** Dataset records **
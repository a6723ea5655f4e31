use ash::vk;

#[derive(Debug, Clone, Copy)]
pub struct QueueFamily {
    pub index: u32,
    pub properties: vk::QueueFamilyProperties,
}

impl QueueFamily {
    pub fn from_properties(properties: &[vk::QueueFamilyProperties]) -> Vec<Self> {
        properties
            .iter()
            .enumerate()
            .map(|(index, &properties)| Self {
                index: index as u32,
                properties,
            })
            .collect()
    }

    pub fn supports_graphics(&self) -> bool {
        self.properties
            .queue_flags
            .contains(vk::QueueFlags::GRAPHICS)
    }
}

/// Queue families a device offers for each role. Either may be unset.
#[derive(Debug, Clone, Copy, Default, PartialEq, Eq)]
pub struct QueueFamilyIndices {
    pub graphics_family: Option<u32>,
    pub present_family: Option<u32>,
}

/// Both roles resolved. Graphics and present may name the same family.
#[derive(Debug, Clone, Copy, PartialEq, Eq)]
pub struct ResolvedQueueFamilies {
    pub graphics_family: u32,
    pub present_family: u32,
}

impl QueueFamilyIndices {
    /// Scans every family. The first graphics-capable and the first present-capable
    /// family are taken, unless one family can do both, in which case it takes both roles.
    ///
    /// `can_present` is asked once per family, in index order.
    pub fn resolve(families: &[QueueFamily], mut can_present: impl FnMut(u32) -> bool) -> Self {
        let mut indices = Self::default();
        let mut shared = None;

        for family in families {
            let graphics = family.supports_graphics();
            let present = can_present(family.index);

            if graphics && indices.graphics_family.is_none() {
                indices.graphics_family = Some(family.index);
            }
            if present && indices.present_family.is_none() {
                indices.present_family = Some(family.index);
            }
            if graphics && present && shared.is_none() {
                shared = Some(family.index);
            }
        }

        if let Some(index) = shared {
            indices.graphics_family = Some(index);
            indices.present_family = Some(index);
        }
        indices
    }

    pub fn is_complete(&self) -> bool {
        self.graphics_family.is_some() && self.present_family.is_some()
    }

    pub fn complete(&self) -> Option<ResolvedQueueFamilies> {
        Some(ResolvedQueueFamilies {
            graphics_family: self.graphics_family?,
            present_family: self.present_family?,
        })
    }
}

impl ResolvedQueueFamilies {
    /// Distinct family indices, ascending. Asking for the same family twice is
    /// rejected by the driver.
    pub fn unique(&self) -> Vec<u32> {
        if self.graphics_family == self.present_family {
            vec![self.graphics_family]
        } else {
            let mut families = vec![self.graphics_family, self.present_family];
            families.sort_unstable();
            families
        }
    }
}

#[cfg(test)]
mod tests {
    use super::*;

    fn families(flags: &[vk::QueueFlags]) -> Vec<QueueFamily> {
        let properties: Vec<_> = flags
            .iter()
            .map(|&queue_flags| vk::QueueFamilyProperties {
                queue_flags,
                queue_count: 1,
                ..Default::default()
            })
            .collect();
        QueueFamily::from_properties(&properties)
    }

    #[test]
    fn empty_family_list_resolves_nothing() {
        let indices = QueueFamilyIndices::resolve(&[], |_| true);
        assert_eq!(indices, QueueFamilyIndices::default());
        assert!(!indices.is_complete());
        assert_eq!(indices.complete(), None);
    }

    #[test]
    fn roles_are_only_assigned_to_capable_families() {
        let families = families(&[
            vk::QueueFlags::TRANSFER,
            vk::QueueFlags::COMPUTE,
            vk::QueueFlags::GRAPHICS | vk::QueueFlags::COMPUTE,
        ]);
        let indices = QueueFamilyIndices::resolve(&families, |index| index == 1);
        assert_eq!(indices.graphics_family, Some(2));
        assert_eq!(indices.present_family, Some(1));
        assert!(indices.is_complete());
    }

    #[test]
    fn missing_present_support_is_incomplete() {
        let families = families(&[vk::QueueFlags::GRAPHICS, vk::QueueFlags::GRAPHICS]);
        let indices = QueueFamilyIndices::resolve(&families, |_| false);
        assert_eq!(indices.graphics_family, Some(0));
        assert_eq!(indices.present_family, None);
        assert!(!indices.is_complete());
    }

    #[test]
    fn later_family_doing_both_roles_wins() {
        // 0 graphics only, 1 present only, 2 both: an early exit would stop at 1.
        let families = families(&[
            vk::QueueFlags::GRAPHICS,
            vk::QueueFlags::TRANSFER,
            vk::QueueFlags::GRAPHICS,
        ]);
        let mut asked = Vec::new();
        let indices = QueueFamilyIndices::resolve(&families, |index| {
            asked.push(index);
            index != 0
        });
        assert_eq!(asked, vec![0, 1, 2]);
        assert_eq!(indices.complete().unwrap().unique(), vec![2]);
    }

    #[test]
    fn unique_deduplicates_shared_family() {
        let same = ResolvedQueueFamilies {
            graphics_family: 2,
            present_family: 2,
        };
        assert_eq!(same.unique(), vec![2]);

        let split = ResolvedQueueFamilies {
            graphics_family: 3,
            present_family: 0,
        };
        assert_eq!(split.unique(), vec![0, 3]);
    }
}
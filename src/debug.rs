//! Validation-layer diagnostics.
//!
//! The debug messenger hands every message to a [`DiagnosticCallback`]. Without a
//! user callback, messages go to the `log` facade via [`log_message`].

use std::{
    ffi::{c_void, CStr},
    panic::{self, AssertUnwindSafe},
};

use ash::{extensions::ext::DebugUtils, vk};

use crate::error::{ContextError, Result};

#[derive(Debug, Clone, Copy, PartialEq, Eq, PartialOrd, Ord)]
pub enum Severity {
    Verbose,
    Info,
    Warning,
    Error,
}

impl Severity {
    pub fn from_flags(flags: vk::DebugUtilsMessageSeverityFlagsEXT) -> Self {
        if flags.contains(vk::DebugUtilsMessageSeverityFlagsEXT::ERROR) {
            Self::Error
        } else if flags.contains(vk::DebugUtilsMessageSeverityFlagsEXT::WARNING) {
            Self::Warning
        } else if flags.contains(vk::DebugUtilsMessageSeverityFlagsEXT::INFO) {
            Self::Info
        } else {
            Self::Verbose
        }
    }

    pub fn log_level(self) -> log::Level {
        match self {
            Self::Verbose => log::Level::Trace,
            Self::Info => log::Level::Info,
            Self::Warning => log::Level::Warn,
            Self::Error => log::Level::Error,
        }
    }
}

#[derive(Debug, Clone, Copy, PartialEq, Eq)]
pub enum Category {
    General,
    Validation,
    Performance,
}

impl Category {
    /// Picks the most specific category when several type bits are set.
    pub fn from_flags(flags: vk::DebugUtilsMessageTypeFlagsEXT) -> Self {
        if flags.contains(vk::DebugUtilsMessageTypeFlagsEXT::VALIDATION) {
            Self::Validation
        } else if flags.contains(vk::DebugUtilsMessageTypeFlagsEXT::PERFORMANCE) {
            Self::Performance
        } else {
            Self::General
        }
    }
}

/// Receives one diagnostic message. Returning `true` asks the driver to abort the
/// call that triggered it, which is only useful when testing the layers themselves.
pub type DiagnosticCallback = dyn Fn(Severity, Category, &str) -> bool + Send + Sync;

/// Default callback: forwards to `log` and never aborts.
pub fn log_message(severity: Severity, category: Category, message: &str) -> bool {
    log::log!(severity.log_level(), "[validation][{category:?}] {message}");
    false
}

unsafe extern "system" fn vulkan_debug_utils_callback(
    message_severity: vk::DebugUtilsMessageSeverityFlagsEXT,
    message_types: vk::DebugUtilsMessageTypeFlagsEXT,
    p_callback_data: *const vk::DebugUtilsMessengerCallbackDataEXT,
    p_user_data: *mut c_void,
) -> vk::Bool32 {
    let severity = Severity::from_flags(message_severity);
    let category = Category::from_flags(message_types);
    let message = if p_callback_data.is_null() || (*p_callback_data).p_message.is_null() {
        "<no message>".into()
    } else {
        CStr::from_ptr((*p_callback_data).p_message).to_string_lossy()
    };

    // Unwinding across the driver is undefined.
    let abort = panic::catch_unwind(AssertUnwindSafe(|| {
        if p_user_data.is_null() {
            log_message(severity, category, &message)
        } else {
            let callback = &*(p_user_data as *const Box<DiagnosticCallback>);
            callback(severity, category, &message)
        }
    }))
    .unwrap_or(false);

    if abort {
        vk::TRUE
    } else {
        vk::FALSE
    }
}

/// Builds the messenger description. `user_data` must point at a
/// `Box<DiagnosticCallback>` that outlives every use of the returned info, or be null.
pub fn messenger_create_info<'a>(
    user_data: *mut c_void,
) -> vk::DebugUtilsMessengerCreateInfoEXTBuilder<'a> {
    vk::DebugUtilsMessengerCreateInfoEXT::builder()
        .message_severity(
            vk::DebugUtilsMessageSeverityFlagsEXT::VERBOSE
                | vk::DebugUtilsMessageSeverityFlagsEXT::WARNING
                | vk::DebugUtilsMessageSeverityFlagsEXT::ERROR,
        )
        .message_type(
            vk::DebugUtilsMessageTypeFlagsEXT::GENERAL
                | vk::DebugUtilsMessageTypeFlagsEXT::VALIDATION
                | vk::DebugUtilsMessageTypeFlagsEXT::PERFORMANCE,
        )
        .pfn_user_callback(Some(vulkan_debug_utils_callback))
        .user_data(user_data)
}

pub struct DebugMessenger {
    pub functions: DebugUtils,
    pub handle: vk::DebugUtilsMessengerEXT,
}

impl DebugMessenger {
    pub fn new(
        entry: &ash::Entry,
        instance: &ash::Instance,
        user_data: *mut c_void,
    ) -> Result<Self> {
        let functions = DebugUtils::new(entry, instance);
        let handle = unsafe {
            functions
                .create_debug_utils_messenger(&messenger_create_info(user_data), None)
                .map_err(ContextError::DiagnosticsSetupFailed)?
        };
        Ok(Self { functions, handle })
    }

    /// # Safety
    ///
    /// Must run before the owning instance is destroyed, and only once.
    pub unsafe fn destroy(&self) {
        self.functions
            .destroy_debug_utils_messenger(self.handle, None);
    }
}

#[cfg(test)]
mod tests {
    use std::{
        ffi::CString,
        sync::{Arc, Mutex},
    };

    use super::*;

    #[test]
    fn severity_uses_highest_bit() {
        use vk::DebugUtilsMessageSeverityFlagsEXT as F;
        assert_eq!(Severity::from_flags(F::VERBOSE), Severity::Verbose);
        assert_eq!(Severity::from_flags(F::INFO), Severity::Info);
        assert_eq!(Severity::from_flags(F::WARNING | F::INFO), Severity::Warning);
        assert_eq!(Severity::from_flags(F::ERROR | F::VERBOSE), Severity::Error);
        assert_eq!(Severity::Warning.log_level(), log::Level::Warn);
        assert_eq!(Severity::Verbose.log_level(), log::Level::Trace);
    }

    #[test]
    fn category_prefers_validation_then_performance() {
        use vk::DebugUtilsMessageTypeFlagsEXT as F;
        assert_eq!(Category::from_flags(F::GENERAL), Category::General);
        assert_eq!(Category::from_flags(F::PERFORMANCE | F::GENERAL), Category::Performance);
        assert_eq!(Category::from_flags(F::VALIDATION | F::PERFORMANCE), Category::Validation);
    }

    #[test]
    fn default_callback_never_aborts() {
        assert!(!log_message(Severity::Error, Category::Validation, "boom"));
    }

    #[test]
    fn driver_callback_forwards_to_user_callback() {
        let seen = Arc::new(Mutex::new(Vec::new()));
        let sink = seen.clone();
        let callback: Box<DiagnosticCallback> = Box::new(move |severity, category, message| {
            sink.lock().unwrap().push((severity, category, message.to_owned()));
            severity == Severity::Error
        });
        let callback = Box::new(callback);
        let user_data = &*callback as *const Box<DiagnosticCallback> as *mut c_void;

        let text = CString::new("object leaked").unwrap();
        let data = vk::DebugUtilsMessengerCallbackDataEXT::builder()
            .message(&text)
            .build();

        let warn = unsafe {
            vulkan_debug_utils_callback(
                vk::DebugUtilsMessageSeverityFlagsEXT::WARNING,
                vk::DebugUtilsMessageTypeFlagsEXT::VALIDATION,
                &data,
                user_data,
            )
        };
        let error = unsafe {
            vulkan_debug_utils_callback(
                vk::DebugUtilsMessageSeverityFlagsEXT::ERROR,
                vk::DebugUtilsMessageTypeFlagsEXT::GENERAL,
                &data,
                user_data,
            )
        };

        assert_eq!(warn, vk::FALSE);
        assert_eq!(error, vk::TRUE);
        let seen = seen.lock().unwrap();
        assert_eq!(
            seen[0],
            (Severity::Warning, Category::Validation, "object leaked".to_owned())
        );
        assert_eq!(seen[1].0, Severity::Error);
    }

    #[test]
    fn panicking_callback_does_not_abort() {
        let callback: Box<DiagnosticCallback> = Box::new(|_, _, _| panic!("callback failure"));
        let callback = Box::new(callback);
        let user_data = &*callback as *const Box<DiagnosticCallback> as *mut c_void;
        let data = vk::DebugUtilsMessengerCallbackDataEXT::default();

        let result = unsafe {
            vulkan_debug_utils_callback(
                vk::DebugUtilsMessageSeverityFlagsEXT::ERROR,
                vk::DebugUtilsMessageTypeFlagsEXT::VALIDATION,
                &data,
                user_data,
            )
        };
        assert_eq!(result, vk::FALSE);
    }
}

** What the task asks **
Find, please, how many lines in the data include the word "DiagnosticCallback", and put down that number only.

** Written reply **
8